Speaking of (back-)sliding, ECO would like to remind Parties that they decided in Paris that they would maintain at least the frequency and quality of reporting as under the Convention.ECO thinks this applies to reviews as well…there’s no avoiding a true technical expert review.
Flexibility and support are crucial, so reporting and transparency can improve over time. Luckily, the Paris Agreement clearly provides flexibility for those developing country Parties that need it in light of their capacities. Flexibility and support have to be provided to develop the capacities of those Parties who need it. But you can’t keep stretching forever, at some point you need to begin exercising. Flexibility should no longer be provided to Parties once they have the capacity. Improvement plans are a great tool to help Parties to build their capacity over time as well as to track their progress.
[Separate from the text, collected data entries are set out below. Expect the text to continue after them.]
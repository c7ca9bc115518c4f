// Copyright 2026 the Number Atlas Authors
// SPDX-License-Identifier: Apache-2.0 OR MIT

//! Composite format strings with a single integer argument.
//!
//! A template is literal text with `{{` and `}}` escapes and any number of
//! format items of the form `{0[,alignment][:format]}`. The format part is
//! either a standard numeric format (`D`, `N`, `F`, `G`, `X`, `C`, `P`, `E`,
//! optionally followed by a precision) or a custom numeric format built from
//! `0`, `#`, `.`, `,`, `%`, `‰`, quoted literals and up to three `;`
//! sections.
//!
//! ```
//! use number_atlas::format::{NumberCulture, format_integer};
//!
//! let culture = NumberCulture::invariant();
//! assert_eq!(format_integer("${0:N0}", 1234567890, &culture).unwrap(), "$1,234,567,890");
//! assert_eq!(format_integer("{0:(000) 000-0000}", 1234567890, &culture).unwrap(), "(123) 456-7890");
//! assert!(format_integer("{0:Q}", 1, &culture).is_err());
//! ```

mod numeric;

use core::iter::Peekable;
use core::str::CharIndices;

/// Symbols used when formatting numbers.
#[derive(Clone, Debug, PartialEq, Eq, Hash)]
pub struct NumberCulture {
    /// Inserted between groups of integer digits.
    pub group_separator: String,
    /// Separates integer and fractional digits.
    pub decimal_separator: String,
    /// Prefix of negative numbers.
    pub negative_sign: String,
    /// Used by the `C` format.
    pub currency_symbol: String,
    /// Used by the `P` format and the `%` custom specifier.
    pub percent_symbol: String,
    /// Used by the `‰` custom specifier.
    pub per_mille_symbol: String,
}

impl NumberCulture {
    /// The culture-neutral symbol set.
    pub fn invariant() -> Self {
        Self {
            group_separator: ",".into(),
            decimal_separator: ".".into(),
            negative_sign: "-".into(),
            currency_symbol: "\u{a4}".into(),
            percent_symbol: "%".into(),
            per_mille_symbol: "\u{2030}".into(),
        }
    }
}

impl Default for NumberCulture {
    fn default() -> Self {
        Self::invariant()
    }
}

/// Why a format template could not be applied.
#[derive(Clone, Debug, PartialEq, Eq)]
#[non_exhaustive]
pub enum FormatError {
    /// A `{` or `}` at this byte offset is neither escaped nor part of an item.
    UnmatchedBrace {
        /// Byte offset into the template.
        position: usize,
    },
    /// The item starting at this byte offset is malformed.
    InvalidItem {
        /// Byte offset into the template.
        position: usize,
    },
    /// An item refers to an argument other than `0`.
    ArgumentOutOfRange {
        /// The argument index that was referenced.
        index: usize,
    },
    /// A standard format letter that has no meaning for integers.
    UnknownSpecifier {
        /// The offending format string.
        specifier: String,
    },
    /// A standard format precision above 99.
    PrecisionOutOfRange {
        /// The requested precision.
        precision: usize,
    },
}

impl core::fmt::Display for FormatError {
    fn fmt(&self, f: &mut core::fmt::Formatter<'_>) -> core::fmt::Result {
        match self {
            Self::UnmatchedBrace { position } => write!(f, "unmatched brace at {position}"),
            Self::InvalidItem { position } => write!(f, "malformed format item at {position}"),
            Self::ArgumentOutOfRange { index } => {
                write!(f, "argument {index} referenced, only argument 0 exists")
            }
            Self::UnknownSpecifier { specifier } => {
                write!(f, "unknown numeric format specifier `{specifier}`")
            }
            Self::PrecisionOutOfRange { precision } => {
                write!(f, "format precision {precision} is out of range")
            }
        }
    }
}

impl core::error::Error for FormatError {}

/// Largest index or alignment accepted in a format item.
const ITEM_NUMBER_LIMIT: usize = 1_000_000;

/// Formats `value` into every item of `template`.
pub fn format_integer(
    template: &str,
    value: i32,
    culture: &NumberCulture,
) -> Result<String, FormatError> {
    let mut out = String::with_capacity(template.len() + 16);
    let mut chars = template.char_indices().peekable();
    while let Some((position, ch)) = chars.next() {
        match ch {
            '{' => {
                if chars.next_if(|&(_, c)| c == '{').is_some() {
                    out.push('{');
                    continue;
                }
                let item = parse_item(&mut chars, position)?;
                if item.index != 0 {
                    return Err(FormatError::ArgumentOutOfRange { index: item.index });
                }
                let text = numeric::format_number(value, &item.format, culture)?;
                push_aligned(&mut out, &text, item.alignment);
            }
            '}' => {
                if chars.next_if(|&(_, c)| c == '}').is_some() {
                    out.push('}');
                    continue;
                }
                return Err(FormatError::UnmatchedBrace { position });
            }
            _ => out.push(ch),
        }
    }
    Ok(out)
}

struct FormatItem {
    index: usize,
    alignment: i64,
    format: String,
}

fn parse_item(
    chars: &mut Peekable<CharIndices<'_>>,
    start: usize,
) -> Result<FormatItem, FormatError> {
    let invalid = || FormatError::InvalidItem { position: start };

    let index = parse_number(chars).ok_or_else(invalid)?;
    skip_spaces(chars);

    let mut alignment = 0;
    if chars.next_if(|&(_, c)| c == ',').is_some() {
        skip_spaces(chars);
        let negative = chars.next_if(|&(_, c)| c == '-').is_some();
        let width = parse_number(chars).ok_or_else(invalid)?;
        let width = i64::try_from(width).map_err(|_| invalid())?;
        alignment = if negative { -width } else { width };
        skip_spaces(chars);
    }

    let mut format = String::new();
    match chars.next() {
        Some((_, '}')) => {}
        Some((_, ':')) => loop {
            match chars.next() {
                Some((_, '}')) => {
                    if chars.next_if(|&(_, c)| c == '}').is_some() {
                        format.push('}');
                    } else {
                        break;
                    }
                }
                Some((_, '{')) => {
                    if chars.next_if(|&(_, c)| c == '{').is_some() {
                        format.push('{');
                    } else {
                        return Err(invalid());
                    }
                }
                Some((_, c)) => format.push(c),
                None => return Err(invalid()),
            }
        },
        _ => return Err(invalid()),
    }

    Ok(FormatItem {
        index,
        alignment,
        format,
    })
}

fn parse_number(chars: &mut Peekable<CharIndices<'_>>) -> Option<usize> {
    let mut value: Option<usize> = None;
    while let Some((_, c)) = chars.next_if(|&(_, c)| c.is_ascii_digit()) {
        let digit = c.to_digit(10)? as usize;
        let next = value.unwrap_or(0) * 10 + digit;
        if next >= ITEM_NUMBER_LIMIT {
            return None;
        }
        value = Some(next);
    }
    value
}

fn skip_spaces(chars: &mut Peekable<CharIndices<'_>>) {
    while chars.next_if(|&(_, c)| c == ' ').is_some() {}
}

fn push_aligned(out: &mut String, text: &str, alignment: i64) {
    let width = usize::try_from(alignment.unsigned_abs()).unwrap_or(usize::MAX);
    let padding = width.saturating_sub(text.chars().count());
    if alignment > 0 {
        out.extend(core::iter::repeat_n(' ', padding));
        out.push_str(text);
    } else {
        out.push_str(text);
        out.extend(core::iter::repeat_n(' ', padding));
    }
}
ECO believes that discussing an end-date at this time is inappropriate as it is impossible to know how long it will take to develop the requisite capacities, but, hey, certainly Parties can revisit this question at a more appropriate time. ECO also notes that flexibility without limits is essentially just an exemption. The goal of flexibility in the Paris Agreement is the continuous improvement of capacity, so that all Parties are eventually able to fulfill the same requirements, at which point flexibility will no longer be needed. ECO encourages Parties to stretch to find the middle ground: where flexibility is built into specific provisions (as applicable) and is accompanied by the necessary support.